Critical to the FIB study was the ability to locate the relatively small implanted regions during characterization measurements. Accomplishing this took advantage of the metal reference grid deposited on the sample. A coordinate system using the corners of the grid as starting locations was used to locate implanted regions. Each implant series began with the highest fluence. The sample was then moved 100 µm in the direction of one of the grid lines for each subsequent implant. This system could be validated by the fact that at the highest fluence (10¹⁵ ions cm⁻²) and higher energy (30 keV and above) the implanted regions were clearly visible in SEM images (Fig. 2(a)), where the implant can be seen as the darker region highlighted inside the red box. A portion of the next lower fluence implant is visible as a dark region to the left. SEM was used to identify the first few implants in the series and to confirm the spacing and direction to subsequent implant regions. The grain structure of the film could then be matched to find the same regions in confocal Raman scattering, shown in Fig. 2(b). Often several of the square implant regions could then be identified directly in Raman as discussed below.
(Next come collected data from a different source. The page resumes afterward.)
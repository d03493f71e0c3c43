//! Access token and cached profile storage.
//!
//! [`TokenStore`] is the single owner of the bearer token and the cached raw
//! user. It implements [`SessionStore`] so the API client and auth context
//! receive it by injection and tests can hand them an in-memory store.
//!
//! Storage failures never propagate: a failed read is "no value", a failed
//! write is logged and dropped.

use std::sync::Arc;

use remit_core::{RawUser, SessionStore};
use tracing::{debug, warn};

use crate::storage::{KeyValueStore, MemoryStore};

// ============================================================================
// Constants
// ============================================================================

/// Storage key for the access token.
pub const TOKEN_KEY: &str = "access_token";

/// Storage key for the cached raw user.
pub const USER_KEY: &str = "user";

// ============================================================================
// Token Store
// ============================================================================

/// Token and profile store over pluggable backends.
///
/// The token may live in a separate backend (typically the keychain) from
/// the profile blob.
#[derive(Clone)]
pub struct TokenStore {
    values: Arc<dyn KeyValueStore>,
    secrets: Arc<dyn KeyValueStore>,
}

impl TokenStore {
    /// Creates a store keeping token and profile in the same backend.
    pub fn new(values: Arc<dyn KeyValueStore>) -> Self {
        Self {
            secrets: Arc::clone(&values),
            values,
        }
    }

    /// Creates a store keeping the token in `secrets`.
    pub fn with_secret_store(
        values: Arc<dyn KeyValueStore>,
        secrets: Arc<dyn KeyValueStore>,
    ) -> Self {
        Self { values, secrets }
    }

    /// Creates a store backed by process memory.
    pub fn in_memory() -> Self {
        Self::new(Arc::new(MemoryStore::new()))
    }

    fn read(store: &dyn KeyValueStore, key: &str) -> Option<String> {
        store.get(key).unwrap_or_else(|e| {
            warn!(key = %key, error = %e, "Failed to read from storage");
            None
        })
    }

    fn write(store: &dyn KeyValueStore, key: &str, value: Option<&str>) {
        let result = match value {
            Some(value) => store.set(key, value),
            None => store.remove(key),
        };

        if let Err(e) = result {
            warn!(key = %key, error = %e, "Failed to write to storage");
        }
    }
}

impl std::fmt::Debug for TokenStore {
    fn fmt(&self, f: &mut std::fmt::Formatter<'_>) -> std::fmt::Result {
        f.debug_struct("TokenStore").finish_non_exhaustive()
    }
}

impl SessionStore for TokenStore {
    fn token(&self) -> Option<String> {
        Self::read(self.secrets.as_ref(), TOKEN_KEY)
    }

    fn set_token(&self, token: Option<&str>) {
        debug!(present = token.is_some(), "Updating access token");
        Self::write(self.secrets.as_ref(), TOKEN_KEY, token);
    }

    fn user(&self) -> Option<RawUser> {
        let raw = Self::read(self.values.as_ref(), USER_KEY)?;
        match serde_json::from_str(&raw) {
            Ok(user) => Some(user),
            Err(e) => {
                warn!(error = %e, "Cached user is corrupted, treating as absent");
                None
            }
        }
    }

    fn set_user(&self, user: Option<&RawUser>) {
        let Some(user) = user else {
            Self::write(self.values.as_ref(), USER_KEY, None);
            return;
        };

        match serde_json::to_string(user) {
            Ok(json) => Self::write(self.values.as_ref(), USER_KEY, Some(&json)),
            Err(e) => warn!(error = %e, "Failed to serialize user"),
        }
    }
}

// ============================================================================
// Tests
// ============================================================================

#[cfg(test)]
mod tests {
    use super::*;

    #[test]
    fn test_token_roundtrip() {
        let store = TokenStore::in_memory();

        store.set_token(Some("abc"));
        assert_eq!(store.token().as_deref(), Some("abc"));

        store.set_token(None);
        assert_eq!(store.token(), None);
    }

    #[test]
    fn test_user_roundtrip() {
        let store = TokenStore::in_memory();

        store.set_user(Some(&RawUser::named("X")));
        assert_eq!(store.user().unwrap().name.as_deref(), Some("X"));

        store.set_user(None);
        assert!(store.user().is_none());
    }

    #[test]
    fn test_corrupted_user_reads_as_absent() {
        let backend = Arc::new(MemoryStore::new());
        backend.set(USER_KEY, "{\"name\":").unwrap();

        let store = TokenStore::new(backend);
        assert!(store.user().is_none());
    }

    #[test]
    fn test_is_authenticated_requires_non_empty_token() {
        let store = TokenStore::in_memory();
        assert!(!store.is_authenticated());

        store.set_token(Some(""));
        assert!(!store.is_authenticated());

        store.set_token(Some("t"));
        assert!(store.is_authenticated());
    }

    #[test]
    fn test_secret_store_holds_token_only() {
        let values = Arc::new(MemoryStore::new());
        let secrets = Arc::new(MemoryStore::new());
        let store = TokenStore::with_secret_store(values.clone(), secrets.clone());

        store.set_token(Some("t"));
        store.set_user(Some(&RawUser::named("Y")));

        assert_eq!(secrets.get(TOKEN_KEY).unwrap().as_deref(), Some("t"));
        assert_eq!(values.get(TOKEN_KEY).unwrap(), None);
        assert!(values.get(USER_KEY).unwrap().is_some());

        store.clear();
        assert!(secrets.is_empty());
        assert!(values.is_empty());
    }

    #[test]
    fn test_failed_token_write_reads_back_as_absent() {
        let temp_dir = tempfile::TempDir::new().unwrap();
        let blocker = temp_dir.path().join("not-a-dir");
        std::fs::write(&blocker, "").unwrap();

        let store = TokenStore::new(Arc::new(crate::storage::FileStore::open(
            blocker.join("storage.json"),
        )));
        store.set_token(Some("t"));

        assert_eq!(store.token(), None);
        assert!(!store.is_authenticated());
    }
}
While this approach worked quite well for Mg implantation it was never possible to detect Li implanted regions in our study. We begin by discussing the Mg implanted regions and then return to a discussion of difficulties detecting Li.

Fig. 2 (a) SEM image of Mg implantation into a Na_xSi₁₃₆ film with high fluence (10¹⁵ ions cm⁻²) outlined in red. (b) Raman confocal microscope image of the same area with the red box indicating grains used for matching locations for large area scans. (c) and (d) TOF-SIMS Mg intensity profile 2D and 3D image of the Mg implants.

TOF-SIMS analysis of Mg implanted samples revealed distinct depth profiles for magnesium implantation, clearly indicating the incorporation of Mg into the type II Si clathrate film as shown in Fig. 2(c) and (d). TOF-SIMS measurements were taken at multiple Mg implant locations and were able to detect the square implant region and build 3D profiles of implant depth indicating the implants were localized very near the surface, within the top half micron of the film. These depth profiles were compared to the SRIM predictions shown in Fig. S2 that indicated an expected depth of ∼400 nm or less consistent with the measured TOF-SIMS profiles.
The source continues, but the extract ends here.